Annaïg Huelvan, adjointe à l'environnement à la mairie du Conquet

Annaïg Huelvan, élue de la commune du Conquet, située en aval de l’exploitation, rejoint les vives inquiétudes exprimées par le Collectif Sous l’épandage, la plage !, constitué de riverains, dont de nombreux membres de l’association Les Coquelicots.

"L’étang de Kerjan et la ria du Conquet sont des espaces d’une biodiversité remarquable. Ils méritent une grande vigilance en matière de qualité des eaux, qui s’écoulent dans le parc naturel marin d’Iroise. Une étude d’impact aurait permis de désamorcer le mouvement de protestation".

La double, voire triple casquette du porteur de projet, Bernard Gouerec, ne cristallise pas toutes les sources de mécontentement, même si elle interroge.
L’exploitant est aussi le maire de la commune de Plougonvelin. Il est également vice-président chargé de l’eau et de l’assainissement de la communauté de communes du pays d’Iroise.

"On peut s’interroger sur la délivrance du permis de construire", affirme l’élue conquétoise, "mais, il ne faut surtout pas réduire une interrogation environnementale légitime à une querelle électorale !"

Bernard Gouerec en doute, mais pour lui, l’important est de situer son projet d’extension dans le cadre d’une transmission à son fils. "Ce projet est un rassemblement de trois exploitations, en vue de l’installation prochaine de mon fils, Thomas".
 


L'éleveur cherche à rassurer


L'exploitant agricole se veut rassurant : "Une baisse d’effectif par hectare est prévue ; il y aura moins d’animaux en tout. L’épandage ne sera pas augmenté. Il s’agira d’un élevage modeste, une petite structure familiale".
Et d’ajouter, "les trois fermes avaient 197 truies, on atteindrait là 150 truies, avec une production de 4275 porcs charcutiers à l’année. Et on passerait de 105 vaches à 70. C’est, en outre, un projet Label Rouge, qui devrait garantir une qualité de production et de bien-être animal".

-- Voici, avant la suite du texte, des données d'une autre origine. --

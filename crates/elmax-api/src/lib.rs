// elmax-api: Async Rust client for the Elmax Cloud alarm control panel API

pub mod auth;
pub mod client;
pub mod command;
pub mod constants;
pub mod endpoints;
pub mod error;
pub mod registry;
pub mod transport;

mod discovery;
mod models;
mod panels;
mod status;

pub use auth::Credentials;
pub use client::Client;
pub use command::{Command, UnknownCommand};
pub use endpoints::{Endpoint, Endpoints};
pub use error::Error;
pub use registry::{ControlPanel, ControlPanelRegistry};
pub use transport::ClientConfig;
// Transport configuration for building the reqwest::Client.
//
// The cloud API is reached over plain HTTPS with public certificates,
// so the only knobs are the base URL and the request timeout.

use std::time::Duration;

use url::Url;

use crate::constants::{BASE_URL, USER_AGENT};
use crate::error::Error;

/// Where and how the client talks to the Elmax Cloud API.
#[derive(Debug, Clone)]
pub struct ClientConfig {
    /// API root. Endpoint paths are appended as path segments.
    pub base_url: Url,
    /// Per-request timeout.
    pub timeout: Duration,
    /// Limit for establishing the TCP/TLS connection. Capped by `timeout`.
    pub connect_timeout: Duration,
}

impl Default for ClientConfig {
    fn default() -> Self {
        Self {
            base_url: Url::parse(BASE_URL).expect("BASE_URL is a valid URL"),
            timeout: Duration::from_secs(30),
            connect_timeout: Duration::from_secs(10),
        }
    }
}

impl ClientConfig {
    /// Config pointing at a custom base URL (a staging host or a mock server).
    pub fn with_base_url(base_url: &str) -> Result<Self, Error> {
        let base_url = Url::parse(base_url)?;
        if base_url.cannot_be_a_base() {
            return Err(Error::InvalidBaseUrl {
                url: base_url.to_string(),
            });
        }
        Ok(Self {
            base_url,
            ..Self::default()
        })
    }

    /// Override the request timeout.
    pub fn timeout(mut self, timeout: Duration) -> Self {
        self.timeout = timeout;
        self
    }

    /// Override the connect timeout.
    pub fn connect_timeout(mut self, connect_timeout: Duration) -> Self {
        self.connect_timeout = connect_timeout;
        self
    }

    /// Build a `reqwest::Client` from this config.
    ///
    /// Idle connections are never kept, so every call opens a fresh
    /// connection for its own duration. The connect phase has its own
    /// deadline, never longer than the request timeout, so an unreachable
    /// host fails as a connect error.
    pub fn build_client(&self) -> Result<reqwest::Client, Error> {
        reqwest::Client::builder()
            .timeout(self.timeout)
            .connect_timeout(self.connect_timeout.min(self.timeout))
            .user_agent(USER_AGENT)
            .pool_max_idle_per_host(0)
            .build()
            .map_err(Error::Transport)
    }
}

#[cfg(test)]
#[allow(clippy::unwrap_used)]
mod tests {
    use super::*;

    #[test]
    fn default_points_at_the_cloud() {
        let config = ClientConfig::default();
        assert_eq!(config.base_url.as_str(), "https://cloud.elmaxsrl.it/");
        assert_eq!(config.timeout, Duration::from_secs(30));
        assert_eq!(config.connect_timeout, Duration::from_secs(10));
    }

    #[test]
    fn rejects_urls_without_a_path_base() {
        let result = ClientConfig::with_base_url("mailto:someone@example.com");
        assert!(matches!(result, Err(Error::InvalidBaseUrl { .. })));
    }

    #[test]
    fn rejects_unparseable_urls() {
        let result = ClientConfig::with_base_url("not a url");
        assert!(matches!(result, Err(Error::InvalidUrl(_))));
    }

    #[test]
    fn timeout_override() {
        let config = ClientConfig::with_base_url("http://127.0.0.1:9")
            .unwrap()
            .timeout(Duration::from_secs(5));
        assert_eq!(config.timeout, Duration::from_secs(5));
        assert!(config.build_client().is_ok());
    }
}
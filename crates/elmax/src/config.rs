//! CLI configuration: a thin wrapper around `elmax_config` shared types.
//!
//! Adds the resolution that respects `GlobalOpts` flag overrides
//! (--username, --base-url, --timeout).

use std::time::Duration;

use elmax_api::{Client, ClientConfig};
use elmax_config::{Config, Profile};

use crate::cli::GlobalOpts;
use crate::error::CliError;

/// Everything a command needs: the client plus profile defaults.
pub struct Session {
    pub client: Client,
    pub profile_name: String,
    pub profile: Profile,
}

/// Resolve the active profile (or an ad-hoc one from flags/env) and build a client.
pub fn build_session(global: &GlobalOpts) -> Result<Session, CliError> {
    let cfg = elmax_config::load_config_or_default();
    let profile_name = cfg.active_profile_name(global.profile.as_deref());
    let profile = select_profile(&cfg, &profile_name, global)?;

    let credentials = elmax_config::resolve_credentials(&profile, &profile_name)?;
    let client_config = client_config(&profile, &cfg, global)?;

    tracing::debug!(profile = %profile_name, base_url = %client_config.base_url, "building client");
    let client = Client::with_config(credentials, client_config)?;

    Ok(Session {
        client,
        profile_name,
        profile,
    })
}

/// Pick the named profile, applying the `--username` override.
///
/// A profile requested explicitly must exist; the implicit default may
/// be missing, in which case flags and env vars stand in for it.
fn select_profile(cfg: &Config, name: &str, global: &GlobalOpts) -> Result<Profile, CliError> {
    let mut profile = match cfg.profiles.get(name) {
        Some(profile) => profile.clone(),
        None if global.profile.is_some() => {
            return Err(CliError::ProfileNotFound {
                name: name.into(),
                available: cfg.profile_names(),
                path: elmax_config::config_path().display().to_string(),
            });
        }
        None => Profile::default(),
    };

    if let Some(ref username) = global.username {
        profile.username = Some(username.clone());
    }
    Ok(profile)
}

/// Base URL and timeout: flag > profile > defaults.
fn client_config(profile: &Profile, cfg: &Config, global: &GlobalOpts) -> Result<ClientConfig, CliError> {
    let mut config = elmax_config::profile_client_config(profile, &cfg.defaults)?;

    if let Some(ref base_url) = global.base_url {
        config = ClientConfig::with_base_url(base_url)?.timeout(config.timeout);
    }
    if let Some(seconds) = global.timeout {
        config = config.timeout(Duration::from_secs(seconds));
    }
    Ok(config)
}
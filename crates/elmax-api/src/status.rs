// Status and command endpoints
//
// Both address a single endpoint by the `endpointId` returned from
// discovery.

use serde_json::Value;
use tracing::debug;

use crate::client::Client;
use crate::command::Command;
use crate::constants::{ENDPOINT_ENTITY_ID_COMMAND, ENDPOINT_STATUS_ENTITY_ID};
use crate::error::Error;

impl Client {
    /// Fetch the status of one endpoint.
    ///
    /// `GET api/ext/status/{endpoint_id}`. The decoded body is returned as
    /// is; its shape depends on the endpoint type (zones carry an
    /// `esclusa` bypass flag, for example).
    pub async fn get_status(&mut self, endpoint_id: &str) -> Result<Value, Error> {
        let url = self.endpoint_url(ENDPOINT_STATUS_ENTITY_ID, &[endpoint_id])?;
        self.ensure_authenticated().await?;
        debug!(endpoint_id, "fetching status");
        self.get_json(url).await
    }

    /// Send a command to one endpoint.
    ///
    /// `POST api/ext/{endpoint_id}/{command}`. Returns the decoded reply,
    /// or `Value::Null` when the API answers with a non-JSON body.
    pub async fn send_command(&mut self, endpoint_id: &str, command: Command) -> Result<Value, Error> {
        let url = self.endpoint_url(ENDPOINT_ENTITY_ID_COMMAND, &[endpoint_id, command.as_str()])?;
        self.ensure_authenticated().await?;
        debug!(endpoint_id, %command, "sending command");
        self.post_empty(url).await
    }
}
use thiserror::Error;

/// Message carried by [`Error::Authentication`] when the login response
/// does not yield a usable token.
pub const INVALID_CREDENTIALS: &str = "Credentials are not valid";

/// Top-level error type for the `elmax-api` crate.
///
/// Covers every failure mode of the cloud client: reaching the host,
/// logging in, HTTP status failures and undecodable payloads.
/// The `elmax` binary maps these into user-facing diagnostics.
#[derive(Debug, Error)]
pub enum Error {
    // ── Connection ──────────────────────────────────────────────────
    /// The base host could not be reached (DNS, refused connection, TLS).
    #[error("Could not connect to {url}: {source}")]
    Connection {
        url: String,
        #[source]
        source: reqwest::Error,
    },

    /// Request timed out.
    #[error("Request timed out after {timeout_secs}s")]
    Timeout { timeout_secs: u64 },

    /// Any other HTTP transport error.
    #[error("HTTP transport error: {0}")]
    Transport(#[source] reqwest::Error),

    // ── Authentication ──────────────────────────────────────────────
    /// Login went through at the transport level but yielded no token.
    #[error("{message}")]
    Authentication { message: String },

    // ── Configuration ───────────────────────────────────────────────
    /// URL parsing error.
    #[error("Invalid URL: {0}")]
    InvalidUrl(#[from] url::ParseError),

    /// The base URL cannot carry path segments (e.g. `mailto:` or `data:`).
    #[error("Invalid base URL: {url}")]
    InvalidBaseUrl { url: String },

    /// An identifier or PIN that cannot stand as one URL path segment
    /// (empty, `.` or `..`).
    #[error("Invalid path segment: {segment:?}")]
    InvalidPathSegment { segment: String },

    // ── API ─────────────────────────────────────────────────────────
    /// The API answered with a non-success HTTP status.
    #[error("API error (HTTP {status}): {message}")]
    Api { status: u16, message: String },

    // ── Data ────────────────────────────────────────────────────────
    /// A required field is structurally missing from a response.
    #[error("No data available: {message}")]
    DataUnavailable { message: String },

    /// JSON deserialization failed, with the raw body for debugging.
    #[error("Deserialization error: {message}")]
    Deserialization { message: String, body: String },
}

impl Error {
    /// The error raised when a login response carries no token.
    pub(crate) fn invalid_credentials() -> Self {
        Self::Authentication {
            message: INVALID_CREDENTIALS.into(),
        }
    }

    /// Returns `true` if prompting for new credentials might resolve this.
    pub fn is_auth_error(&self) -> bool {
        match self {
            Self::Authentication { .. } => true,
            Self::Api { status, .. } => *status == 401,
            _ => false,
        }
    }

    /// Returns `true` if this is a transient error worth retrying.
    ///
    /// The client itself never retries; this is a hint for callers.
    pub fn is_transient(&self) -> bool {
        match self {
            Self::Connection { .. } | Self::Timeout { .. } => true,
            Self::Transport(e) => e.is_timeout() || e.is_connect(),
            Self::Api { status, .. } => *status >= 500,
            _ => false,
        }
    }

    /// Returns `true` if this is a "not found" error.
    pub fn is_not_found(&self) -> bool {
        matches!(self, Self::Api { status: 404, .. })
    }
}

#[cfg(test)]
mod tests {
    use super::*;

    #[test]
    fn invalid_credentials_message_is_exact() {
        let err = Error::invalid_credentials();
        assert_eq!(err.to_string(), "Credentials are not valid");
        assert!(err.is_auth_error());
        assert!(!err.is_transient());
    }

    #[test]
    fn api_status_classification() {
        let unauthorized = Error::Api {
            status: 401,
            message: String::new(),
        };
        let missing = Error::Api {
            status: 404,
            message: String::new(),
        };
        let unavailable = Error::Api {
            status: 503,
            message: String::new(),
        };

        assert!(unauthorized.is_auth_error());
        assert!(missing.is_not_found());
        assert!(unavailable.is_transient());
        assert!(!missing.is_transient());
    }
}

Sur le chapitre environnemental, il met en avant la construction de talus autour de toutes les parcelles, dans le cadre de Breizh bocage. Il s'est aussi doté d’un enfouisseur de lisier.

Ce qui ne convainc pas le collectif, qui organise la mobilisation : un rassemblement le 3 juillet dernier, où 130 sympathisants de l’association des Coquelicots et membres du collectif se sont réunis. A peu près le même nombre d’agriculteurs se sont invités, en soutien au maire-agriculteur.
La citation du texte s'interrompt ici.